Scan the entries below and tally the lines that include "match". Return nothing but the tally.

GIVEN ENTRIES —
== Segment start ==

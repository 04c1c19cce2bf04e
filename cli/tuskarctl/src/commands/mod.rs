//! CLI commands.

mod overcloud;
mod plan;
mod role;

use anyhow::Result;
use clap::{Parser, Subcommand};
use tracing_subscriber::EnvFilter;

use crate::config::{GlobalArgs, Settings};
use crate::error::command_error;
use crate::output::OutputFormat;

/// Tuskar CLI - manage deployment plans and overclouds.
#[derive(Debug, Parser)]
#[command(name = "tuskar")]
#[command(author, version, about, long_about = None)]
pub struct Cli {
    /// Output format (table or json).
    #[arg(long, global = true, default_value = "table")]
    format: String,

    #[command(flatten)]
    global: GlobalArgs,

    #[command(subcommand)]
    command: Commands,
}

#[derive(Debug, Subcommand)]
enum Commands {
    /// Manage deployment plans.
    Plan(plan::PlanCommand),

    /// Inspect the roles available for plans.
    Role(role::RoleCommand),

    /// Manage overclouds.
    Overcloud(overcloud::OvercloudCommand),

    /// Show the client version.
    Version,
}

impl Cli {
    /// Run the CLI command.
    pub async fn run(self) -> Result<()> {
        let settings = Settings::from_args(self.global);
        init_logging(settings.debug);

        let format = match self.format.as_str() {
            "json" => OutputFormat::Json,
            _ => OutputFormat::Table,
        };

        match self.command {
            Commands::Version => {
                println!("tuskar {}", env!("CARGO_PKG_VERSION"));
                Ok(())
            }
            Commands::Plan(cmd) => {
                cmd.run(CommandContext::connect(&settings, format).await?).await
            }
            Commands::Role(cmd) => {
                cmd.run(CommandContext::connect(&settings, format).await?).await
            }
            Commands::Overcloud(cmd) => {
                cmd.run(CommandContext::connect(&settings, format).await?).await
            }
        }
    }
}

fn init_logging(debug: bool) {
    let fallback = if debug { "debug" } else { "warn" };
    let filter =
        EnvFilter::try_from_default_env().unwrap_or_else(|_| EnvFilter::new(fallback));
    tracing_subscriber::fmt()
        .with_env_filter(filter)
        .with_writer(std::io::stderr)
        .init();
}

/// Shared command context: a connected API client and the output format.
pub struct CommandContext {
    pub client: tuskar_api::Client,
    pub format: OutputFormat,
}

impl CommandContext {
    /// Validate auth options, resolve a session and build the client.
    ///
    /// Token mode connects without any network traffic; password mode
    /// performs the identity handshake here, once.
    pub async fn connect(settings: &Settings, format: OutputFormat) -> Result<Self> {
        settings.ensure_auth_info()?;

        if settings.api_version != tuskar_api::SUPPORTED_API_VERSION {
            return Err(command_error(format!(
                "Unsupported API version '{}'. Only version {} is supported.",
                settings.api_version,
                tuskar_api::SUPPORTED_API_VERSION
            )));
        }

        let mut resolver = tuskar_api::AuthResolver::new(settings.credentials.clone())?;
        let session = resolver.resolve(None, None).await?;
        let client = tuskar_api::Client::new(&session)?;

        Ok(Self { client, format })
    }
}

== Segment end ==

ANSWER SECTION — 2